+++ Available data +++

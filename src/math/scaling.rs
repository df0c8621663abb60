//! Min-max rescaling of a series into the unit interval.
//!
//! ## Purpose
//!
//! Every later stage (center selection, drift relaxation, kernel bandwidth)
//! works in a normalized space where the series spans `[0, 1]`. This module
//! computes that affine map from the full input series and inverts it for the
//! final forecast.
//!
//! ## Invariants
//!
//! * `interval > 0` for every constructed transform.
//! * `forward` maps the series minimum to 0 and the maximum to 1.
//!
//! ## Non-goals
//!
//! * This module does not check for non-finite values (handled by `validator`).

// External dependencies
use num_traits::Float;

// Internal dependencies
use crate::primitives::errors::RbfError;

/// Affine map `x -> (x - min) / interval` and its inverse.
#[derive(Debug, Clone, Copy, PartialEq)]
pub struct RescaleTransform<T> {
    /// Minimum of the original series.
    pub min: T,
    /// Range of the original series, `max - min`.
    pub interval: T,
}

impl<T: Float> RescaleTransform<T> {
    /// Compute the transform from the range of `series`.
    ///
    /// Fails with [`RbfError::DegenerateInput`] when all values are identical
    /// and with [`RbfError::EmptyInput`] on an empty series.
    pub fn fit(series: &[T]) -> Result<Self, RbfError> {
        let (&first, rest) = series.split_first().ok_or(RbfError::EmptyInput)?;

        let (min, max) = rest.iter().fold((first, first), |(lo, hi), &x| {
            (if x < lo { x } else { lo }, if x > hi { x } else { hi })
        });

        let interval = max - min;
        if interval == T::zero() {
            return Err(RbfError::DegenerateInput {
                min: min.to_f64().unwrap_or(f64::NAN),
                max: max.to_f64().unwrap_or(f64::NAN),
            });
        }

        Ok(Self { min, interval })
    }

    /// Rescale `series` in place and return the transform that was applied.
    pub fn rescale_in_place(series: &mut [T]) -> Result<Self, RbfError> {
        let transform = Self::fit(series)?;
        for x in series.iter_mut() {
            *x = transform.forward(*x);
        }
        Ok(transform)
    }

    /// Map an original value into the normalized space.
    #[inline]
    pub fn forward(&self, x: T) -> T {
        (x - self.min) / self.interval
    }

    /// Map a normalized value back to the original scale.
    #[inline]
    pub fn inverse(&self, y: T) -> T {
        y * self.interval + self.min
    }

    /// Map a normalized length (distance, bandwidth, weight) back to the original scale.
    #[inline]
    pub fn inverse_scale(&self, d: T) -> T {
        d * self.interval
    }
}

+++
+++ Available data +++

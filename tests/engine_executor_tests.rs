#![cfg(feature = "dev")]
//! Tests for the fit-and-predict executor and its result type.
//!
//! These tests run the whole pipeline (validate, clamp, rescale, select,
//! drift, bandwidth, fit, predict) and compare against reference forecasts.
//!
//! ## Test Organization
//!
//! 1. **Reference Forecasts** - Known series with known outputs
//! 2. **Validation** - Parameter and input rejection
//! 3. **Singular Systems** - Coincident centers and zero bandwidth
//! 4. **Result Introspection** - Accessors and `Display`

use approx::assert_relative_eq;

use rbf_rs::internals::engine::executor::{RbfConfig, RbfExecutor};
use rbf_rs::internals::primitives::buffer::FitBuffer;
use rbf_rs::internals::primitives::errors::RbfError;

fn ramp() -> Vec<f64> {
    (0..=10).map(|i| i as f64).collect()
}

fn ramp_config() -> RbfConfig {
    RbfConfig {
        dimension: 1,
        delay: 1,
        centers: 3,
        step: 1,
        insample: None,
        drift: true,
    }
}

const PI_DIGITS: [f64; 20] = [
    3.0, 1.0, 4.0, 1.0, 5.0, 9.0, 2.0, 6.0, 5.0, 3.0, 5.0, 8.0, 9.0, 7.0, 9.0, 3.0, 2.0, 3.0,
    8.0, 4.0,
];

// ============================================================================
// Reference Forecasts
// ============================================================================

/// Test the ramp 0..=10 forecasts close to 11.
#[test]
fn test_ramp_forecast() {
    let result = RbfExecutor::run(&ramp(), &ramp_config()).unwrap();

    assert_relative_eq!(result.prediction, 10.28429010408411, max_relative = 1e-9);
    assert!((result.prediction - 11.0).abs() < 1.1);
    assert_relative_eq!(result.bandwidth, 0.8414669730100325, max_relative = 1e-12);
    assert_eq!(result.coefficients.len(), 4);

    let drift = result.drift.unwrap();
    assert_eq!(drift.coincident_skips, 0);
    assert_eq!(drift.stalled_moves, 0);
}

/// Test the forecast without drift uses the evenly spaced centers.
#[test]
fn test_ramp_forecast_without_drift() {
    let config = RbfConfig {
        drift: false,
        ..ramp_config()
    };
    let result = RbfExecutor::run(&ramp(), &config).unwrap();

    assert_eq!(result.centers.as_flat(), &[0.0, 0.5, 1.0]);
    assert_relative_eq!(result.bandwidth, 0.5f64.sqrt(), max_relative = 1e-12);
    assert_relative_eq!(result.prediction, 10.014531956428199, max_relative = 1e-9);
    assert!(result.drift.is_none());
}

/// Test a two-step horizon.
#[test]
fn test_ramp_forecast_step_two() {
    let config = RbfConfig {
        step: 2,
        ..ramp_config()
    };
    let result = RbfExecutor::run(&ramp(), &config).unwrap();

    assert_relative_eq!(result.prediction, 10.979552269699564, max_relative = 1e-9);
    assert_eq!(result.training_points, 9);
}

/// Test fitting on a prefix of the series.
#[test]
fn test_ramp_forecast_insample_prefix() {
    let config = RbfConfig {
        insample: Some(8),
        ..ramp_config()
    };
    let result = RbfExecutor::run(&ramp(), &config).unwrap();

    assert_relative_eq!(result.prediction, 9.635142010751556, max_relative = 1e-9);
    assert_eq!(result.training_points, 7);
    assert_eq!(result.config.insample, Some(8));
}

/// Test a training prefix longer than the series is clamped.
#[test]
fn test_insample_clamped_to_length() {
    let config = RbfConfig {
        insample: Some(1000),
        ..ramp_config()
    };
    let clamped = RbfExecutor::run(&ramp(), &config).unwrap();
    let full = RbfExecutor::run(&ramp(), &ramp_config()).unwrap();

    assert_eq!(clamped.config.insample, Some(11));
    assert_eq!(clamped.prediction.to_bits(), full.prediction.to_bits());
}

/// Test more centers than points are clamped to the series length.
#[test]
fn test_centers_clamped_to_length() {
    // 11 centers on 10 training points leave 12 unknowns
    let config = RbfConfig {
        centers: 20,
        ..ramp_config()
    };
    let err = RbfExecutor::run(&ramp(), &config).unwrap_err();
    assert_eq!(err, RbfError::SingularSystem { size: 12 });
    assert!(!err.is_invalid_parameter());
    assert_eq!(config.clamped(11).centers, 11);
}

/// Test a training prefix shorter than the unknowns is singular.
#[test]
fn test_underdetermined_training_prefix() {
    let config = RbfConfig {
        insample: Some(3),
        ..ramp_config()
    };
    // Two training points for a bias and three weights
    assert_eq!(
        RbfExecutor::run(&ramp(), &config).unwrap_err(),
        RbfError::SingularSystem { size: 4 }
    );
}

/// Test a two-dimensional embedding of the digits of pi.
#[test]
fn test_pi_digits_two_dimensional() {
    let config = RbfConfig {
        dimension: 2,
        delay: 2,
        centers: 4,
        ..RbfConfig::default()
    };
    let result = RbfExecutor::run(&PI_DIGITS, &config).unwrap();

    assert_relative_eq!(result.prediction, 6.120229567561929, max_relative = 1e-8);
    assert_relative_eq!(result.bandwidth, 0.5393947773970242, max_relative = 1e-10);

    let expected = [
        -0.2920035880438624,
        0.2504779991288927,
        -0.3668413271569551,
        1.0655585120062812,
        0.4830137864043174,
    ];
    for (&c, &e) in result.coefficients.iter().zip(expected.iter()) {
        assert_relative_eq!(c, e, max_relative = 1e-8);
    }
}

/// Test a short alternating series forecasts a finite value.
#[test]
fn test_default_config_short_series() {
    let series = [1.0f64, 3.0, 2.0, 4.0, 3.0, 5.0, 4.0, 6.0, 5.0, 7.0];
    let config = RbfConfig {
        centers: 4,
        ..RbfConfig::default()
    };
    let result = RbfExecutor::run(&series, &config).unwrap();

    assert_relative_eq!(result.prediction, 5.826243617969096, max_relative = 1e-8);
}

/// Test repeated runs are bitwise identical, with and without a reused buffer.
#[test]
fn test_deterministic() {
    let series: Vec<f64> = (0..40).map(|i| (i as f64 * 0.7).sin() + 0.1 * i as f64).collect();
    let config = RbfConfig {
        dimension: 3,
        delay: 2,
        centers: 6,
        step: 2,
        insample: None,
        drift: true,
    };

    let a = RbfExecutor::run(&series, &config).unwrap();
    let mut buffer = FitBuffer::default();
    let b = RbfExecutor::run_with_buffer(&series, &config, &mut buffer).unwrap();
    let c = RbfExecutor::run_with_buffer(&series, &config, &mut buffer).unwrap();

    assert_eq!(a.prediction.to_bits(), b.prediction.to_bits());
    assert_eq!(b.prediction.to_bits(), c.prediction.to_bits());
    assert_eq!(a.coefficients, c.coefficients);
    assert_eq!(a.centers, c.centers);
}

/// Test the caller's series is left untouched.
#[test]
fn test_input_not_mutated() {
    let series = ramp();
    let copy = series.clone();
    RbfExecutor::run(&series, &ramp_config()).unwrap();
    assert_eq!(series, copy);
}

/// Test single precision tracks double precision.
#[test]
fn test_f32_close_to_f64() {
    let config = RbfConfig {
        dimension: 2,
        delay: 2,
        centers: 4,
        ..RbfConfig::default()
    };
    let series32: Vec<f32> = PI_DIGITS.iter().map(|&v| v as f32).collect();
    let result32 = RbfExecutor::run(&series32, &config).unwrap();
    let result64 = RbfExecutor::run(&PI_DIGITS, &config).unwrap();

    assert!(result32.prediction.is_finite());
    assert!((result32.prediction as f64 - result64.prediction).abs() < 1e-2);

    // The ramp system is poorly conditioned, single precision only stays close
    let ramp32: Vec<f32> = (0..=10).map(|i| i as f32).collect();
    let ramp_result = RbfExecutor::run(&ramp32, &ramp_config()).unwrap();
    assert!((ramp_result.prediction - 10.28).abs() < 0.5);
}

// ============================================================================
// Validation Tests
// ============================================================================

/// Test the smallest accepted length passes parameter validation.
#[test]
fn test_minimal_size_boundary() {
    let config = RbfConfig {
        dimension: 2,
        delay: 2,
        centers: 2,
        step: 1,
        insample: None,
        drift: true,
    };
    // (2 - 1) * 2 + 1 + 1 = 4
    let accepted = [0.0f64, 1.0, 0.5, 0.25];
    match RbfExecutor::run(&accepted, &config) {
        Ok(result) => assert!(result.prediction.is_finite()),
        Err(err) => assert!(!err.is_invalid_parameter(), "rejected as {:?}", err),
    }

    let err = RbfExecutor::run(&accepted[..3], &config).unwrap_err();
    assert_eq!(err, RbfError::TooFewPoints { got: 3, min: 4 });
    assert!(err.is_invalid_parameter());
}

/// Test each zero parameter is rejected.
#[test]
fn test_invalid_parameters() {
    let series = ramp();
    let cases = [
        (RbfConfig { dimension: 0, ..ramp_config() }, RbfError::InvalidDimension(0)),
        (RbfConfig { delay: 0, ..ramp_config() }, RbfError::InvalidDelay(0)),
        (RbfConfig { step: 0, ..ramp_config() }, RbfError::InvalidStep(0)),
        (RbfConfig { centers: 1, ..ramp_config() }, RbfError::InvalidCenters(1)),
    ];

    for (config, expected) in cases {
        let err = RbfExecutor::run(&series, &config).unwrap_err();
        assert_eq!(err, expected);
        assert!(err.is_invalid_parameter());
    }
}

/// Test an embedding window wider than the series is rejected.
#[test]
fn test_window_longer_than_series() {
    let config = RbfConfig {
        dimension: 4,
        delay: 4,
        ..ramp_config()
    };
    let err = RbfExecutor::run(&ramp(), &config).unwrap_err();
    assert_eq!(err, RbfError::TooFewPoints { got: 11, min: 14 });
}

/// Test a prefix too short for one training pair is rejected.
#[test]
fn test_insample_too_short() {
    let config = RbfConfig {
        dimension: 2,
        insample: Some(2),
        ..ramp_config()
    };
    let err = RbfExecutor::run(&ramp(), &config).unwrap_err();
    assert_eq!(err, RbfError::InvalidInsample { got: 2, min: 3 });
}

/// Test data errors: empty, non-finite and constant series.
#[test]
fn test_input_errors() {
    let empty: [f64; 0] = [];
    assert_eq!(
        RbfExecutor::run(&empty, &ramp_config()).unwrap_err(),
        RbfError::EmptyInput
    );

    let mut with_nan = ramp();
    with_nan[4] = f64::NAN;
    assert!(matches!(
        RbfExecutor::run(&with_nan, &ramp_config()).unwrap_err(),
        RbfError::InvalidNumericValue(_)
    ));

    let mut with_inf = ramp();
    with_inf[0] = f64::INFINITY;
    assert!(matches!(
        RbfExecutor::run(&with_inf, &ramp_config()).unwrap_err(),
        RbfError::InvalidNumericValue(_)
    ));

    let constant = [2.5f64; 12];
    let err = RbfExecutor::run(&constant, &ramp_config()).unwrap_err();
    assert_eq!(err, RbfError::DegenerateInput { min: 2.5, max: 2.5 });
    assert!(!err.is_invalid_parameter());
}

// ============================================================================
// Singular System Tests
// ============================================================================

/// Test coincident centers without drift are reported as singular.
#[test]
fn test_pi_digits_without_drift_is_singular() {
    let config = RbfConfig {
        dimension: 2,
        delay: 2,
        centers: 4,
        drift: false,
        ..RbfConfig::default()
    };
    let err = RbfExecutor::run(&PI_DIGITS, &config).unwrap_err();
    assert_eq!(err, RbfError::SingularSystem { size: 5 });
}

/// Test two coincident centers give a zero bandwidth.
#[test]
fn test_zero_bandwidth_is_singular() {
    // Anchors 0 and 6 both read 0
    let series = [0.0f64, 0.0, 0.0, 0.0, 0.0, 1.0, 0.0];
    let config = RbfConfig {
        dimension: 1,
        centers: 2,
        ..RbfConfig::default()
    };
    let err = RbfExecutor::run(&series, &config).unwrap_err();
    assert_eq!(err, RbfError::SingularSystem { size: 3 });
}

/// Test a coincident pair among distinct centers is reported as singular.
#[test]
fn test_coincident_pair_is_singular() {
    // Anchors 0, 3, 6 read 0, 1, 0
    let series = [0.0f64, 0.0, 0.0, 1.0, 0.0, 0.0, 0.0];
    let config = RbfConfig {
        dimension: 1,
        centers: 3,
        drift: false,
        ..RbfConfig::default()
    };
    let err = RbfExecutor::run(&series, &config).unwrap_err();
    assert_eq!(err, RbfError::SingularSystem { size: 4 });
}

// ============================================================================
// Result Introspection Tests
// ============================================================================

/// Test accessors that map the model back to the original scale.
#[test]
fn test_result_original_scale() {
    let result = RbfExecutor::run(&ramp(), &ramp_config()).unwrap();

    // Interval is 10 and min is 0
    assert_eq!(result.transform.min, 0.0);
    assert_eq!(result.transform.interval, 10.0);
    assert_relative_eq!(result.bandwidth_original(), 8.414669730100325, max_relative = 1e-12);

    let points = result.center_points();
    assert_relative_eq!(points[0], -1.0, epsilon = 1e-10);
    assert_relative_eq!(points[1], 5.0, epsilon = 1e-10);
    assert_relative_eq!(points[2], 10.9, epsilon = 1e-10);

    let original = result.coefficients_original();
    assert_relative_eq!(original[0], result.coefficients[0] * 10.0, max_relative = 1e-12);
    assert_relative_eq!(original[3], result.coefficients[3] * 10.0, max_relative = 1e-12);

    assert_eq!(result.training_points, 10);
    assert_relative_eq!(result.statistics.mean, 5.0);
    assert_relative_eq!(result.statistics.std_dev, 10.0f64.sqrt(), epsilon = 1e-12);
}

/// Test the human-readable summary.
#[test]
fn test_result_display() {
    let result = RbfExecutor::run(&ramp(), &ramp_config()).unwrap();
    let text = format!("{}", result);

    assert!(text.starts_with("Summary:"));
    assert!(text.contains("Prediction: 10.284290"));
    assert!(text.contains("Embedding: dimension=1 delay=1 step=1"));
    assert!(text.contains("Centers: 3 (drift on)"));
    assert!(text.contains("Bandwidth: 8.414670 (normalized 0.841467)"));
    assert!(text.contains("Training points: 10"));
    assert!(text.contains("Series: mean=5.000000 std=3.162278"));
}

+++
+++ Available data +++

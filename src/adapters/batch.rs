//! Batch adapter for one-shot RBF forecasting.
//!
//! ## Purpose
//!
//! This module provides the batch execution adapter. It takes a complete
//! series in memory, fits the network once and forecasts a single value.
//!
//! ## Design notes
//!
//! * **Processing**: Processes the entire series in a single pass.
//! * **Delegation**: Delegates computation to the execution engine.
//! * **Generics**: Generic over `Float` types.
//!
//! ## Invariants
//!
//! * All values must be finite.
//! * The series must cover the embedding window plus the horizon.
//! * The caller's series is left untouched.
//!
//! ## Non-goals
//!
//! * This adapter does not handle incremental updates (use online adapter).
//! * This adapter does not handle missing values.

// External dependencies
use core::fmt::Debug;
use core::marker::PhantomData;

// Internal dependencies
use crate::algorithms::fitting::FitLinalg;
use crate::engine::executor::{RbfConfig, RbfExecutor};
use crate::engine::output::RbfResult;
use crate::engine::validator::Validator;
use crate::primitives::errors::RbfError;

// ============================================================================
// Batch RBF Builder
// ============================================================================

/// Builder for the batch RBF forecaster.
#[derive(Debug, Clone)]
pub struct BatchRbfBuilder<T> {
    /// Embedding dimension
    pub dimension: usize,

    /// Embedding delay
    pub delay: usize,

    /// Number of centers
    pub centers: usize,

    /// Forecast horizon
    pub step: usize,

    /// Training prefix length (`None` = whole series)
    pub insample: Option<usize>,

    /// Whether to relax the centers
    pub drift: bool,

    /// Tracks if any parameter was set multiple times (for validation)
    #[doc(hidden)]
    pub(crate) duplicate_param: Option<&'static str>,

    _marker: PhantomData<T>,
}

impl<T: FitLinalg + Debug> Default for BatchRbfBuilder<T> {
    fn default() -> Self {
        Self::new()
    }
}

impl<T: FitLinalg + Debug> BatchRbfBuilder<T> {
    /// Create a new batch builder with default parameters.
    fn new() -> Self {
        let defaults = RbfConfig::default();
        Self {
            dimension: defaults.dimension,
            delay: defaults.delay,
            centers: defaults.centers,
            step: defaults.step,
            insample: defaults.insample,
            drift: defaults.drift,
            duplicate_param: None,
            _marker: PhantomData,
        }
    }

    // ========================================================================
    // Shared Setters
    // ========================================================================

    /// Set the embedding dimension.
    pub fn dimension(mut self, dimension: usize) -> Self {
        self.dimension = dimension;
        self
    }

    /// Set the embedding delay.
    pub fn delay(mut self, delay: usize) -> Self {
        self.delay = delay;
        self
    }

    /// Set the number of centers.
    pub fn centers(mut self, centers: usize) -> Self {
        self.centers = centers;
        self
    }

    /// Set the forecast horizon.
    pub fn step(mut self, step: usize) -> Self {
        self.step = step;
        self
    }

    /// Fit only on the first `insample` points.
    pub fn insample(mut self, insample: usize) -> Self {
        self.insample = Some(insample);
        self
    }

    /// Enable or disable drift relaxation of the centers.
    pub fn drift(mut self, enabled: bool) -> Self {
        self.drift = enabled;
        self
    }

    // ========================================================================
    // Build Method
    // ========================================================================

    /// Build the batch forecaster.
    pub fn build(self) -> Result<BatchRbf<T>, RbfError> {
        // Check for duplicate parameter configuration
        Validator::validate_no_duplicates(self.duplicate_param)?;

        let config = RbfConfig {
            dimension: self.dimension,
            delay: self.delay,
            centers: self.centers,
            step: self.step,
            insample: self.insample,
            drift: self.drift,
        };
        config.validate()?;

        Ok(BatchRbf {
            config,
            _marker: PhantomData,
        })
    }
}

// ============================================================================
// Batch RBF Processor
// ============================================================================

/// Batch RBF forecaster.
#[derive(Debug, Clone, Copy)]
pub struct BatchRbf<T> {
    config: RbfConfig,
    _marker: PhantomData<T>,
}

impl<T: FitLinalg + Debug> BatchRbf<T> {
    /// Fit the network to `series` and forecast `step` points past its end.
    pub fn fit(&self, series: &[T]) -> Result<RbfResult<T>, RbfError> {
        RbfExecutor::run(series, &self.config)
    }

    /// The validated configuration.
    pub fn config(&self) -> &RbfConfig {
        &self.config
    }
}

+++

▸ Task brief
With the line that has "let defaults = RbfConfig::default();" as the first and the line that has "of the centers." as the last, repeat exactly that run of lines above and no more.

▸ Answer to the problem
        let defaults = RbfConfig::default();
        Self {
            dimension: defaults.dimension,
            delay: defaults.delay,
            centers: defaults.centers,
            step: defaults.step,
            insample: defaults.insample,
            drift: defaults.drift,
            duplicate_param: None,
            _marker: PhantomData,
        }
    }

    // ========================================================================
    // Shared Setters
    // ========================================================================

    /// Set the embedding dimension.
    pub fn dimension(mut self, dimension: usize) -> Self {
        self.dimension = dimension;
        self
    }

    /// Set the embedding delay.
    pub fn delay(mut self, delay: usize) -> Self {
        self.delay = delay;
        self
    }

    /// Set the number of centers.
    pub fn centers(mut self, centers: usize) -> Self {
        self.centers = centers;
        self
    }

    /// Set the forecast horizon.
    pub fn step(mut self, step: usize) -> Self {
        self.step = step;
        self
    }

    /// Fit only on the first `insample` points.
    pub fn insample(mut self, insample: usize) -> Self {
        self.insample = Some(insample);
        self
    }

    /// Enable or disable drift relaxation of the centers.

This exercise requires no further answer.